Work instruction
Lines with the word "pipeline" in them must be copied from the records below.

Records for the task
_ _ _ _ _ _ _

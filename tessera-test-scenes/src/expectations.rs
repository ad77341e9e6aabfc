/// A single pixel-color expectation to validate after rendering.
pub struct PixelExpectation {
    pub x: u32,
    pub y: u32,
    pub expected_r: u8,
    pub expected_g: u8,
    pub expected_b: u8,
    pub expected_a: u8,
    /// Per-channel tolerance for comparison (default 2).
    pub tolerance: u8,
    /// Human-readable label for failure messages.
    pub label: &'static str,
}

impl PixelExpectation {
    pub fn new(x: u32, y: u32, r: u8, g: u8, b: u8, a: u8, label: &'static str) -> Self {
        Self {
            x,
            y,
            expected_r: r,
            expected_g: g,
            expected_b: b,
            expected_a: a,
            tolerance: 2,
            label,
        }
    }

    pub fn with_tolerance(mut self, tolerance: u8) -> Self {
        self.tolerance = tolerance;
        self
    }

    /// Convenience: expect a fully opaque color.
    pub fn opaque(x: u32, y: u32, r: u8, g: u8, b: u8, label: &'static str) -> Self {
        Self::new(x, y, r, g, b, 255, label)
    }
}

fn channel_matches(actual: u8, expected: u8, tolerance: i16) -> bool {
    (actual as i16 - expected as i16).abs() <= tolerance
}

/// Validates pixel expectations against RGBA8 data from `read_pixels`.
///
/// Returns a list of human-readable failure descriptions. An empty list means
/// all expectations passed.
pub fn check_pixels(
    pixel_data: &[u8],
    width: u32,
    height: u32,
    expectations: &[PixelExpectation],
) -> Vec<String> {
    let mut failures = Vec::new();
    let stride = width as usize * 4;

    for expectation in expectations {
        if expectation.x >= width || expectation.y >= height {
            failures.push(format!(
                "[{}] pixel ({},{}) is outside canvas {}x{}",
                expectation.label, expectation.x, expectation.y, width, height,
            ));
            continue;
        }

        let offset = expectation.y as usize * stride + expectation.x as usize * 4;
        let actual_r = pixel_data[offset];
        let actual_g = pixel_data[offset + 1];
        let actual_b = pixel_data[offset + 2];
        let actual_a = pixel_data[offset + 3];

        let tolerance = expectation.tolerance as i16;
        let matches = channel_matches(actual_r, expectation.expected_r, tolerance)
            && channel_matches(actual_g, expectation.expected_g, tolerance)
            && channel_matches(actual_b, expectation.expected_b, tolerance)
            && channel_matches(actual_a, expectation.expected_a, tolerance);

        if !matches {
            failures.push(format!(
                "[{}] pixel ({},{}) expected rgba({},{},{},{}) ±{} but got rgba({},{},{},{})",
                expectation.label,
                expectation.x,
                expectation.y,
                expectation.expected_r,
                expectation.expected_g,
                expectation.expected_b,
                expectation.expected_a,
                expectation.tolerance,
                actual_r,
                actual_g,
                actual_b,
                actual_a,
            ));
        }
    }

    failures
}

_ _ _ _ _ _ _

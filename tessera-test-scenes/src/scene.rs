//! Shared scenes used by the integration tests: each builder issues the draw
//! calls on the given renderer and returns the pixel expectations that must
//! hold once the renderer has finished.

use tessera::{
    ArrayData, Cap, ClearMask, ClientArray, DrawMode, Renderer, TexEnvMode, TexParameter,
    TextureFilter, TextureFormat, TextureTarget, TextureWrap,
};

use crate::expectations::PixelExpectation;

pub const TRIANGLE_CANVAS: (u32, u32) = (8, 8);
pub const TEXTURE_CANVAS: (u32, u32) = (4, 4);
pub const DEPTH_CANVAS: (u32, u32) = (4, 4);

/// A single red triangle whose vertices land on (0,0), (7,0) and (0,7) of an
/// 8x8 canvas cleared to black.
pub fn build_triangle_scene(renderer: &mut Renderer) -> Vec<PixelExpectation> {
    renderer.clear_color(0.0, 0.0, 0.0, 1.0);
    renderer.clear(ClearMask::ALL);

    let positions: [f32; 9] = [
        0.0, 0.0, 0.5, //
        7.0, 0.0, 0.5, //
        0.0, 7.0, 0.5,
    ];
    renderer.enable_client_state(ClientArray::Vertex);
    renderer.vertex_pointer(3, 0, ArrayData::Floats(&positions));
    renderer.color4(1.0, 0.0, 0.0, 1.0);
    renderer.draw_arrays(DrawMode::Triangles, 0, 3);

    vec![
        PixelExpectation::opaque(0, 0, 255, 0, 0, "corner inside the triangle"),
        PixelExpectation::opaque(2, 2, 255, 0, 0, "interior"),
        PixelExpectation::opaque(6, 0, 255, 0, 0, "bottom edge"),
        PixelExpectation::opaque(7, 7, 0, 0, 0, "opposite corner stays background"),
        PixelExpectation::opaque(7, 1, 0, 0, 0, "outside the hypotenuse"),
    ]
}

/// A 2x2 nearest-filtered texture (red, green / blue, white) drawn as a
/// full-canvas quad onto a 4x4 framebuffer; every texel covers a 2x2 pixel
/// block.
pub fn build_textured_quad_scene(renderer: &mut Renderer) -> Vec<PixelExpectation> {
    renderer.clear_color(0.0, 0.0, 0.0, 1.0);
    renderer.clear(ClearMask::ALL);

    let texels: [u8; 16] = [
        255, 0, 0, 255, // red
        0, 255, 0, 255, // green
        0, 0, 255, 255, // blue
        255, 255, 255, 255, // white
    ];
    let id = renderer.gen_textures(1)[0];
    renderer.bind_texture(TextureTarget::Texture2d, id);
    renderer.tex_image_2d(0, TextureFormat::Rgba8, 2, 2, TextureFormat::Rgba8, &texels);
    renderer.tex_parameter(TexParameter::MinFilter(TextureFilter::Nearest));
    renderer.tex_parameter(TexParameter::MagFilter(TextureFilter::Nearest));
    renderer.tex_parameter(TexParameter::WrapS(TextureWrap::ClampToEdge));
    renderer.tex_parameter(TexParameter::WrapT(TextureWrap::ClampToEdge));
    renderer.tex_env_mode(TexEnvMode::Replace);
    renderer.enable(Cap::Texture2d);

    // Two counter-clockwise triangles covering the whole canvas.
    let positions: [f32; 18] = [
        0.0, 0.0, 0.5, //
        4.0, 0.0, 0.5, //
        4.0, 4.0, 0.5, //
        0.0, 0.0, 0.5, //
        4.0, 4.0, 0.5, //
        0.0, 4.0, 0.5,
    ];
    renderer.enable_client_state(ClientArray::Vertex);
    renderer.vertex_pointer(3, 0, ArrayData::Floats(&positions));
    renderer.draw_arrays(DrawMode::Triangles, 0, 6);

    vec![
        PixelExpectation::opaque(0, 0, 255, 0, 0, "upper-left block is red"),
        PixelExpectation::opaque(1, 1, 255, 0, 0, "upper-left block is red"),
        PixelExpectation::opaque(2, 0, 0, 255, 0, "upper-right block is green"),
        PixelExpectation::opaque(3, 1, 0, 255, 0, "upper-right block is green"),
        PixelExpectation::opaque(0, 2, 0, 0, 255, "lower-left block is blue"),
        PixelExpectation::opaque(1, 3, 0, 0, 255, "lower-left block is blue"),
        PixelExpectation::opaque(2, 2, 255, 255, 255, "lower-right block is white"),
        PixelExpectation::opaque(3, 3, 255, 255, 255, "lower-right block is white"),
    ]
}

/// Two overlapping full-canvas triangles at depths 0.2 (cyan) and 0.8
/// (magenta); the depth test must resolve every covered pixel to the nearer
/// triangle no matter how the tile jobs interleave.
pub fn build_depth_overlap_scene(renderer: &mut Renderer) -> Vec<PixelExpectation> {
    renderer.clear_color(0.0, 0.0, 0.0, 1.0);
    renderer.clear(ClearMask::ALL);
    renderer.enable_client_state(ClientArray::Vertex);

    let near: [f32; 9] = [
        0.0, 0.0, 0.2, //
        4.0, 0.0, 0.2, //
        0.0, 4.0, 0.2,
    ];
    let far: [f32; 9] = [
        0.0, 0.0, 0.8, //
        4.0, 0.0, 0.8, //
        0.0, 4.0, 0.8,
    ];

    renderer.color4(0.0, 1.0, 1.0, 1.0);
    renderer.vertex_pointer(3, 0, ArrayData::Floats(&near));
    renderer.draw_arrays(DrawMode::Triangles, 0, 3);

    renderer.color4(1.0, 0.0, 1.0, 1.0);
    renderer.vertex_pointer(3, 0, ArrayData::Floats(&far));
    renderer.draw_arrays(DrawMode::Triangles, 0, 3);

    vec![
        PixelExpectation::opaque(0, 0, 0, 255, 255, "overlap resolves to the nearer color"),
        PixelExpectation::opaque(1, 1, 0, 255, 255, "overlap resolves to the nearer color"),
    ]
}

_ _ _ _ _ _ _

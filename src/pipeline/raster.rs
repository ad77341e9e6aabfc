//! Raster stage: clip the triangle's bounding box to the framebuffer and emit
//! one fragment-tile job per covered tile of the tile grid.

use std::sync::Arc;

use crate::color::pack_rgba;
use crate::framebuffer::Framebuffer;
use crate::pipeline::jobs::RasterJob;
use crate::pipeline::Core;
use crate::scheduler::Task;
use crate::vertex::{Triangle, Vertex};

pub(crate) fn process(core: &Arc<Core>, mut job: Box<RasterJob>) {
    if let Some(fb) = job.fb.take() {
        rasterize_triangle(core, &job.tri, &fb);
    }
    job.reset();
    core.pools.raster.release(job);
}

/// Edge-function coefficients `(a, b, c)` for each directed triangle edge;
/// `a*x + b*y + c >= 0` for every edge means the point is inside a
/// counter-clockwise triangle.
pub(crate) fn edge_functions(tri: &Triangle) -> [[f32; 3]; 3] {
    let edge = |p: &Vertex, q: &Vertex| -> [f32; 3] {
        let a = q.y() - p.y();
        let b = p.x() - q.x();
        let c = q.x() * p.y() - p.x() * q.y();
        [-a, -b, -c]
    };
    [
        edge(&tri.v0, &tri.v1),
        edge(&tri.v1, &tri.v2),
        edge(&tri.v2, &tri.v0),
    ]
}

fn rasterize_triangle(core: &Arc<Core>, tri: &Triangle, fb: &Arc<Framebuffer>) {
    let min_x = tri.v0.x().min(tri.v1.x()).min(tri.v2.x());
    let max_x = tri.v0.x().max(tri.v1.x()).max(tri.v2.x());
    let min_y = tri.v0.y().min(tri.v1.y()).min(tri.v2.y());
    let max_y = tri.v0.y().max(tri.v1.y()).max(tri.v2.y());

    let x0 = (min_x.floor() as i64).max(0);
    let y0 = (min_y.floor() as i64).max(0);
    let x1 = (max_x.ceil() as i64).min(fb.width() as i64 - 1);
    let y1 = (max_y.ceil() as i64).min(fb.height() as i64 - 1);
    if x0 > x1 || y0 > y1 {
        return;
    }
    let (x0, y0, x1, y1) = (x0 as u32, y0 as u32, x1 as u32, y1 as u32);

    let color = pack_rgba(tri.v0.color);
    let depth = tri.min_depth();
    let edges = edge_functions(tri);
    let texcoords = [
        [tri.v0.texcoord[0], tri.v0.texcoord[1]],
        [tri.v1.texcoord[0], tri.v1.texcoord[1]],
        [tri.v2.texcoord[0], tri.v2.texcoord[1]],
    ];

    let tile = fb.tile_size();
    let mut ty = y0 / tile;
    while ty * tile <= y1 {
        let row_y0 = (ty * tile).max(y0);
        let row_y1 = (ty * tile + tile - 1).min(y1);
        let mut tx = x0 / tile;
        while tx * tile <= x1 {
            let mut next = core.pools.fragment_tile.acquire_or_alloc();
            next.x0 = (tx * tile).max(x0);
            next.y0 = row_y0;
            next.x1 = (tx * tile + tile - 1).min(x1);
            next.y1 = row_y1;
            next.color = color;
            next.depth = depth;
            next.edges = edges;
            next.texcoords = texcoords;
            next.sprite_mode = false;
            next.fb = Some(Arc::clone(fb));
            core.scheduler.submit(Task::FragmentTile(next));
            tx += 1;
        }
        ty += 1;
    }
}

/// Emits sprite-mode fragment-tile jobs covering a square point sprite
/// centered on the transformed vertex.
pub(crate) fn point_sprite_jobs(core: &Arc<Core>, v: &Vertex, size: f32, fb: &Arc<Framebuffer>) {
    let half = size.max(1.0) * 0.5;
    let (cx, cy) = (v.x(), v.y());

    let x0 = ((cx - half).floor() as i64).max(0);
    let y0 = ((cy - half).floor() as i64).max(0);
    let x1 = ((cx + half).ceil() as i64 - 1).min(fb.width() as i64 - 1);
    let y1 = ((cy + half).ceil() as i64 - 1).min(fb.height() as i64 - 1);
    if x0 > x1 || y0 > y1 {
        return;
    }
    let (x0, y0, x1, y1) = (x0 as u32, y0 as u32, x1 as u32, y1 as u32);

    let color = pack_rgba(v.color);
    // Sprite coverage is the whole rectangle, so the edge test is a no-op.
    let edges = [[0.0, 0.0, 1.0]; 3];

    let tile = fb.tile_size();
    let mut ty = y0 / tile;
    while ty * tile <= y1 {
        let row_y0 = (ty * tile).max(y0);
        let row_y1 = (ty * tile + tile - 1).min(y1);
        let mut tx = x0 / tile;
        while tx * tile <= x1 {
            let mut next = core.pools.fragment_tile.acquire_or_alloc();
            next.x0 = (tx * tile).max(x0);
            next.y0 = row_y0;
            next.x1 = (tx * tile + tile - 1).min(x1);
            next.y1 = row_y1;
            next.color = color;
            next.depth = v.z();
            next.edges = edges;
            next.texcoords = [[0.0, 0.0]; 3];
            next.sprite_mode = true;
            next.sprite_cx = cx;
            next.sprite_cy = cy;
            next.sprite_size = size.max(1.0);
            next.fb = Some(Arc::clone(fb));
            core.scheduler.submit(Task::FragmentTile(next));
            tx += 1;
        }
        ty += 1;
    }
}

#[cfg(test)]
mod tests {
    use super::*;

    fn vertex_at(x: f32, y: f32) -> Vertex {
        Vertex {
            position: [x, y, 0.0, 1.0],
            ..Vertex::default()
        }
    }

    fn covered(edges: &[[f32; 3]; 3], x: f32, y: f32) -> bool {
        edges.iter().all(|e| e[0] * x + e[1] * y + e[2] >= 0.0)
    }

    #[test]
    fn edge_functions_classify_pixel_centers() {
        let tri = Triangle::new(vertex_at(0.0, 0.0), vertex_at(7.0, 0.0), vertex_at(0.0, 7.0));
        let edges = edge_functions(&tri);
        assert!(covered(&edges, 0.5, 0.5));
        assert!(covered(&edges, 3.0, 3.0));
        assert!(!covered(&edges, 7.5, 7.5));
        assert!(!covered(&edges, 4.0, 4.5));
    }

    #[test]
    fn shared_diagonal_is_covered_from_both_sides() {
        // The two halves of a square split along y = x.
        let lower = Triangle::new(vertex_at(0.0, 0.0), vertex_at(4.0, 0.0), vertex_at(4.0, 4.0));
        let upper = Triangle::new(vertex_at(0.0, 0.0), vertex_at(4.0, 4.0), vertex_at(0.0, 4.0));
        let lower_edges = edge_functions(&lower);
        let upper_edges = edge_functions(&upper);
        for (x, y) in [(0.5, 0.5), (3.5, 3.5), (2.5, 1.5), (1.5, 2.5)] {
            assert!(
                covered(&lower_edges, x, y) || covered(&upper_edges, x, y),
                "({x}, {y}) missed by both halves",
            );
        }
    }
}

_ _ _ _ _ _ _

Response area
filename src/pipeline/raster.rs
use crate::pipeline::jobs::RasterJob;
use crate::pipeline::Core;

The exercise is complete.